(Exercise description):
From the entries below, copy every line where the string "super" appears.

(The data):
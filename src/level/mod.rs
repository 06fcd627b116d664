//! Level orchestrator: frame ordering, world setup, the day reset and the
//! Playing ↔ Shop toggle.
//!
//! The only domain allowed to reach into farming, world and player state
//! directly; everything else talks through crate::shared.

pub mod setup;

use bevy::prelude::*;
use rand::Rng;

use crate::farming::SoilLayer;
use crate::shared::*;
use crate::world::Sky;

pub use setup::{build_level, LevelSummary};

pub struct LevelPlugin;

impl Plugin for LevelPlugin {
    fn build(&self, app: &mut App) {
        app.configure_sets(
            Update,
            (
                FrameSet::Input,
                FrameSet::Timers,
                FrameSet::Movement,
                FrameSet::Effects,
                FrameSet::Weather,
                FrameSet::Overlay,
                FrameSet::Reconcile,
                FrameSet::Sync,
            )
                .chain(),
        );
        // The shop pauses the world; overlay, reconcile and sync keep running.
        app.configure_sets(
            Update,
            (
                FrameSet::Input,
                FrameSet::Timers,
                FrameSet::Movement,
                FrameSet::Effects,
                FrameSet::Weather,
            )
                .run_if(in_state(GameState::Playing)),
        );

        app.add_systems(Startup, setup::setup_level)
            .add_systems(Update, toggle_shop.in_set(FrameSet::Overlay))
            .add_systems(Update, reset_day.in_set(FrameSet::Reconcile));
    }
}

pub fn toggle_shop(
    mut events: EventReader<ToggleShopEvent>,
    state: Res<State<GameState>>,
    mut next: ResMut<NextState<GameState>>,
) {
    // Two toggles in one frame cancel out.
    let count = events.read().count();
    if count % 2 == 0 {
        return;
    }
    let target = match state.get() {
        GameState::Playing => GameState::Shop,
        GameState::Shop => GameState::Playing,
    };
    info!("[Level] {:?} -> {:?}", state.get(), target);
    next.set(target);
}

/// New day: crops grow on watered soil, the soil dries, the weather is
/// rerolled and the sky brightens again. Trees regrow their own fruit.
pub fn reset_day(
    mut resets: EventReader<DayResetEvent>,
    config: Res<GameConfig>,
    mut soil: ResMut<SoilLayer>,
    mut weather: ResMut<Weather>,
    mut sky: ResMut<Sky>,
) {
    if resets.is_empty() {
        return;
    }
    resets.clear();

    let mut rng = rand::thread_rng();
    soil.update_plants();
    soil.remove_water();
    weather.raining = rng.gen_bool(config.weather.rain_chance.clamp(0.0, 1.0));
    if weather.raining {
        soil.water_all(&mut rng);
    }
    sky.reset();
    info!(
        "[Level] New day: {} plants, raining: {}",
        soil.plants().len(),
        weather.raining
    );
}
#[cfg(test)]
mod tests {
    use super::*;

    #[test]
    fn test_timer_fires_once_per_activation() {
        let mut timer = ActionTimer::from_millis(350);
        timer.activate(Duration::from_millis(1000));

        assert!(!timer.update(Duration::from_millis(1200)));
        assert!(timer.is_active());
        assert!(timer.update(Duration::from_millis(1350)));
        assert!(!timer.is_active());
        assert!(!timer.update(Duration::from_millis(5000)), "second fire without reactivation");
    }

    #[test]
    fn test_timer_never_activated_is_inert() {
        let mut timer = ActionTimer::from_millis(0);
        for ms in [0, 10, 10_000] {
            assert!(!timer.update(Duration::from_millis(ms)));
        }
    }

    #[test]
    fn test_timer_reactivation_restarts_window() {
        let mut timer = ActionTimer::from_millis(200);
        timer.activate(Duration::from_millis(0));
        timer.activate(Duration::from_millis(150));
        assert!(!timer.update(Duration::from_millis(250)));
        assert!(timer.update(Duration::from_millis(350)));
    }

    #[test]
    fn test_timer_deactivate_suppresses_completion() {
        let mut timer = ActionTimer::from_millis(100);
        timer.activate(Duration::ZERO);
        timer.deactivate();
        assert!(!timer.update(Duration::from_millis(500)));
    }

    #[test]
    fn test_rect_edges_follow_sprite_conventions() {
        let rect = PixelRect::new(0.0, 0.0, 64.0, 64.0);
        assert!(rect.contains_point(Vec2::new(0.0, 0.0)));
        assert!(!rect.contains_point(Vec2::new(64.0, 10.0)));

        let touching = PixelRect::new(64.0, 0.0, 64.0, 64.0);
        assert!(!rect.intersects(&touching));
        let overlapping = PixelRect::new(63.0, 63.0, 10.0, 10.0);
        assert!(rect.intersects(&overlapping));
    }

    #[test]
    fn test_rect_inflate_keeps_center() {
        let rect = PixelRect::new(10.0, 20.0, 100.0, 40.0);
        let shrunk = rect.inflate(-20.0, -30.0);
        assert_eq!(shrunk.center(), rect.center());
        assert_eq!(shrunk.size(), Vec2::new(80.0, 10.0));
    }

    #[test]
    fn test_inventory_transactions() {
        let mut inv = Inventory::new(10, 0);
        assert!(!inv.sell(Item::Wood, 4));
        inv.add_item(Item::Wood, 2);
        assert!(inv.sell(Item::Wood, 4));
        assert_eq!(inv.money, 14);
        assert_eq!(inv.item_count(Item::Wood), 1);

        assert!(inv.buy_seed(Seed::Tomato, 5));
        assert!(inv.buy_seed(Seed::Tomato, 5));
        assert!(!inv.buy_seed(Seed::Tomato, 5));
        assert_eq!(inv.seed_count(Seed::Tomato), 2);
        assert_eq!(inv.money, 4);
    }
}
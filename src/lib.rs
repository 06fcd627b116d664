//! Sproutvale library crate: re-exports all modules for integration testing.
//!
//! The binary crate (`main.rs`) is the actual game entry point.
//! This library crate exposes the same modules so that `tests/` integration
//! tests can drive game systems and resources without a window or GPU.

pub mod shared;
pub mod input;
pub mod data;
pub mod level;
pub mod player;
pub mod farming;
pub mod world;
pub mod ui;
use bevy::prelude::*;
use crate::shared::*;

use super::PlayerController;

/// Spawn the player centred on `start` (map pixels). Called by the level
/// builder for the map's `Start` marker.
pub fn spawn_player(
    commands: &mut Commands,
    start: Vec2,
    config: &PlayerConfig,
    assets: &GameAssets,
) -> Entity {
    let bounds = PixelRect::from_center(start, config.size());
    let (shrink_w, shrink_h) = config.hitbox_shrink;
    let hitbox = bounds.inflate(-shrink_w, -shrink_h);
    let image = assets
        .player_frames("down_idle")
        .first()
        .cloned()
        .unwrap_or_default();

    commands
        .spawn((
            Player::default(),
            PlayerController::new(hitbox.center(), config),
            Sprite { image, ..default() },
            Transform::default(),
            Bounds(bounds),
            Hitbox(hitbox),
            Layer::Main,
        ))
        .id()
}
//! Data layer: reads the config, the map and the art folders from disk.
//!
//! `GameConfig` is loaded by `main` before the app exists (the window size
//! comes from it), so the outcome is parked in a `ConfigReport` and logged
//! once the log plugin is up. Image handles are requested in `PreStartup`
//! so every `Startup` spawner can rely on `GameAssets`.

pub mod assets;
pub mod map;

use bevy::prelude::*;
use std::path::{Path, PathBuf};

use crate::shared::*;

pub use assets::{import_folder, import_folder_dict};
pub use map::{MapData, MapObject, MapSource, MapTile, TileEntry};

/// Directory Bevy's `AssetPlugin` serves from.
pub const ASSET_ROOT: &str = "assets";
pub const CONFIG_PATH: &str = "assets/config/game.ron";

#[derive(Debug, thiserror::Error)]
pub enum LoadError {
    #[error("could not read {}: {source}", path.display())]
    Io {
        path: PathBuf,
        #[source]
        source: std::io::Error,
    },
    #[error("could not parse {}: {source}", path.display())]
    Parse {
        path: PathBuf,
        #[source]
        source: ron::error::SpannedError,
    },
    #[error("invalid data in {}: {reason}", path.display())]
    Invalid { path: PathBuf, reason: String },
}

impl LoadError {
    pub fn io(path: &Path, source: std::io::Error) -> Self {
        LoadError::Io {
            path: path.to_path_buf(),
            source,
        }
    }
}

pub fn load_config(path: &Path) -> Result<GameConfig, LoadError> {
    let src = std::fs::read_to_string(path).map_err(|e| LoadError::io(path, e))?;
    parse_config(path, &src)
}

pub fn parse_config(path: &Path, src: &str) -> Result<GameConfig, LoadError> {
    let config: GameConfig = ron::from_str(src).map_err(|source| LoadError::Parse {
        path: path.to_path_buf(),
        source,
    })?;
    if config.tile_size <= 0.0 {
        return Err(LoadError::Invalid {
            path: path.to_path_buf(),
            reason: format!("tile_size must be positive, got {}", config.tile_size),
        });
    }
    Ok(config)
}

/// Startup never aborts on a bad config; the error is reported later.
pub fn load_config_or_default(path: &Path) -> (GameConfig, ConfigReport) {
    match load_config(path) {
        Ok(config) => (
            config,
            ConfigReport {
                path: path.to_path_buf(),
                error: None,
            },
        ),
        Err(e) => (
            GameConfig::default(),
            ConfigReport {
                path: path.to_path_buf(),
                error: Some(e.to_string()),
            },
        ),
    }
}

/// Outcome of the pre-app config load.
#[derive(Resource, Debug, Clone, Default)]
pub struct ConfigReport {
    pub path: PathBuf,
    pub error: Option<String>,
}

pub struct DataPlugin;

impl Plugin for DataPlugin {
    fn build(&self, app: &mut App) {
        app.init_resource::<GameConfig>()
            .init_resource::<GameAssets>()
            .init_resource::<ConfigReport>()
            .add_systems(PreStartup, (report_config, load_game_assets));
    }
}

fn report_config(report: Res<ConfigReport>) {
    match &report.error {
        None => info!("[Data] Config loaded from {}", report.path.display()),
        Some(e) => warn!("[Data] {e}; using built-in defaults"),
    }
}

/// Request every image handle the game needs.
///
/// Runs only when an `AssetServer` exists, so headless apps keep the empty
/// default `GameAssets`.
fn load_game_assets(
    asset_server: Option<Res<AssetServer>>,
    config: Res<GameConfig>,
    mut game_assets: ResMut<GameAssets>,
) {
    let Some(asset_server) = asset_server else {
        return;
    };
    let (loaded, errors) = assets::build_game_assets(Path::new(ASSET_ROOT), &asset_server, &config);
    for e in &errors {
        warn!("[Data] {e}; those sprites will render untextured");
    }
    info!(
        "[Data] Assets requested: {} soil tiles, {} water frames, {} player animations",
        loaded.soil.len(),
        loaded.water.len(),
        loaded.player.len()
    );
    *game_assets = loaded;
}
//! Evening sky: a multiplicative tint that fades from white towards night
//! over the course of a day and snaps back on every day reset.

use bevy::prelude::*;

use crate::shared::*;

const DAYLIGHT: Vec3 = Vec3::splat(255.0);

/// Current scene tint, 0..255 per channel.
#[derive(Resource, Debug, Clone, PartialEq)]
pub struct Sky {
    pub color: Vec3,
    pub target: Vec3,
    /// Colour units per second per channel.
    pub fade_rate: f32,
}

impl Default for Sky {
    fn default() -> Self {
        Self::from_config(&SkyConfig::default())
    }
}

impl Sky {
    pub fn from_config(cfg: &SkyConfig) -> Self {
        let (r, g, b) = cfg.target;
        Self {
            color: DAYLIGHT,
            target: Vec3::new(r, g, b),
            fade_rate: cfg.fade_rate,
        }
    }

    /// Channels above the target darken linearly; none go below it.
    pub fn advance(&mut self, dt: f32) {
        let step = self.fade_rate * dt;
        for i in 0..3 {
            if self.color[i] > self.target[i] {
                self.color[i] = (self.color[i] - step).max(self.target[i]);
            }
        }
    }

    pub fn reset(&mut self) {
        self.color = DAYLIGHT;
    }

    pub fn tint(&self) -> Color {
        let c = self.color / 255.0;
        Color::srgb(c.x, c.y, c.z)
    }
}

/// The sky keeps fading in every state, shop included.
pub fn advance_sky(time: Res<Time>, mut sky: ResMut<Sky>) {
    sky.advance(time.delta_secs());
}

/// Multiply every world sprite by the sky colour.
pub fn apply_scene_tint(sky: Res<Sky>, mut sprites: Query<&mut Sprite, With<Layer>>) {
    let tint = sky.tint();
    for mut sprite in &mut sprites {
        if sprite.color != tint {
            sprite.color = tint;
        }
    }
}

#[cfg(test)]
mod tests {
    use super::*;

    #[test]
    fn test_sky_fades_towards_target_and_stops() {
        let mut sky = Sky::default();
        sky.advance(10.0);
        assert_eq!(sky.color, Vec3::new(235.0, 235.0, 235.0));
        for _ in 0..1000 {
            sky.advance(1.0);
        }
        assert_eq!(sky.color, sky.target);
    }

    #[test]
    fn test_channels_already_below_target_are_untouched() {
        let mut sky = Sky {
            color: Vec3::new(10.0, 255.0, 255.0),
            ..default()
        };
        sky.advance(1.0);
        assert_eq!(sky.color.x, 10.0);
        assert_eq!(sky.color.y, 253.0);
    }

    #[test]
    fn test_reset_restores_daylight() {
        let mut sky = Sky::default();
        sky.advance(50.0);
        sky.reset();
        assert_eq!(sky.tint().to_srgba(), Srgba::WHITE);
    }
}
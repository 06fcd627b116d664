//! Player actions that land on the soil: hoe, watering can, seeds.

use bevy::prelude::*;
use crate::shared::*;

use super::soil::SoilLayer;

pub fn handle_player_actions(
    mut actions: EventReader<PlayerAction>,
    mut soil: ResMut<SoilLayer>,
    mut inventory: ResMut<Inventory>,
    weather: Res<Weather>,
    config: Res<GameConfig>,
) {
    let mut rng = rand::thread_rng();
    for action in actions.read() {
        match *action {
            PlayerAction::UseTool {
                tool: ToolKind::Hoe,
                target,
            } => {
                if soil.till(target, weather.raining, &mut rng) {
                    info!("[Farming] Tilled soil at {:?}", target);
                }
            }
            PlayerAction::UseTool {
                tool: ToolKind::Water,
                target,
            } => {
                soil.water(target, &mut rng);
            }
            PlayerAction::UseTool {
                tool: ToolKind::Axe,
                ..
            } => {}
            PlayerAction::PlantSeed { seed, target } => {
                if inventory.seed_count(seed) == 0 {
                    continue;
                }
                let spec = config.crop(seed);
                if soil.plant_seed(target, seed, &spec) {
                    inventory.take_seed(seed);
                    info!(
                        "[Farming] Planted {} ({} left)",
                        seed.key(),
                        inventory.seed_count(seed)
                    );
                }
            }
        }
    }
}
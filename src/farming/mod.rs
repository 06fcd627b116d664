//! Farming domain: soil tilling, watering, planting, crop growth, harvest.
//!
//! `SoilLayer` is the source of truth; sprite entities are reconciled from
//! it. Communicates with other domains through crate::shared events and
//! resources. The day reset itself is driven by the level orchestrator.

use bevy::prelude::*;
use std::collections::HashMap;

use crate::shared::*;

pub mod crops;
mod events_handler;
pub mod grid;
mod harvest;
mod render;
pub mod soil;

pub use crops::Plant;
pub use grid::{GridCell, Neighbors, SoilGrid, SoilVariant};
pub use soil::SoilLayer;

/// Marker for tilled soil sprites.
#[derive(Component, Debug, Clone, Copy)]
pub struct SoilSprite {
    pub pos: TilePos,
}

/// Marker for the watered-soil overlay.
#[derive(Component, Debug, Clone, Copy)]
pub struct WaterSprite {
    pub pos: TilePos,
}

#[derive(Component, Debug, Clone, Copy)]
pub struct PlantSprite {
    pub pos: TilePos,
}

/// Tracks which sprite entities exist keyed by grid position.
#[derive(Resource, Default, Debug)]
pub struct FarmEntities {
    /// Soil entity plus the variant it was spawned with.
    pub soil: HashMap<TilePos, (Entity, SoilVariant)>,
    pub water: HashMap<TilePos, Entity>,
    pub plants: HashMap<TilePos, Entity>,
}

pub struct FarmingPlugin;

impl Plugin for FarmingPlugin {
    fn build(&self, app: &mut App) {
        app.init_resource::<SoilLayer>()
            .init_resource::<FarmEntities>()
            .add_systems(
                Update,
                (
                    events_handler::handle_player_actions,
                    harvest::harvest_ripe_plants,
                )
                    .chain()
                    .in_set(FrameSet::Effects),
            )
            // Visual sync, after every state mutation of the frame.
            .add_systems(
                Update,
                (render::sync_soil_sprites, render::sync_plant_sprites).in_set(FrameSet::Reconcile),
            );
    }
}
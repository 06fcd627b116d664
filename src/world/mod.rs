//! World domain plugin.
//!
//! Responsible for:
//! - Static map objects, animated water and interaction zones
//! - Trees, fruit and stumps
//! - White-flash particles
//! - Rain visuals and the evening sky tint
//! - Layer + Y depth sorting of every world sprite

use bevy::prelude::*;

use crate::shared::*;

pub mod lighting;
pub mod objects;
pub mod trees;
pub mod weather_fx;
pub mod ysort;

pub use lighting::Sky;
pub use objects::{Particle, SilhouetteCache, WaterAnimation};
pub use trees::{ChopOutcome, Fruit, Tree};
pub use weather_fx::RainDrop;

pub struct WorldPlugin;

impl Plugin for WorldPlugin {
    fn build(&self, app: &mut App) {
        app.init_resource::<Sky>()
            .init_resource::<SilhouetteCache>()
            .init_resource::<WorldBounds>()
            .add_systems(
                Update,
                (
                    trees::chop_trees,
                    objects::animate_water,
                    objects::expire_particles,
                )
                    .in_set(FrameSet::Effects),
            )
            .add_systems(
                Update,
                (weather_fx::spawn_rain, weather_fx::update_rain).in_set(FrameSet::Weather),
            )
            .add_systems(
                Update,
                (trees::regrow_fruit, objects::spawn_particles).in_set(FrameSet::Reconcile),
            )
            .add_systems(
                Update,
                (
                    lighting::advance_sky,
                    ysort::sync_world_transforms,
                    lighting::apply_scene_tint,
                )
                    .chain()
                    .in_set(FrameSet::Sync),
            );
    }
}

(Result below):
    use super::*;
use super::PlayerController;
    use super::*;
use super::soil::SoilLayer;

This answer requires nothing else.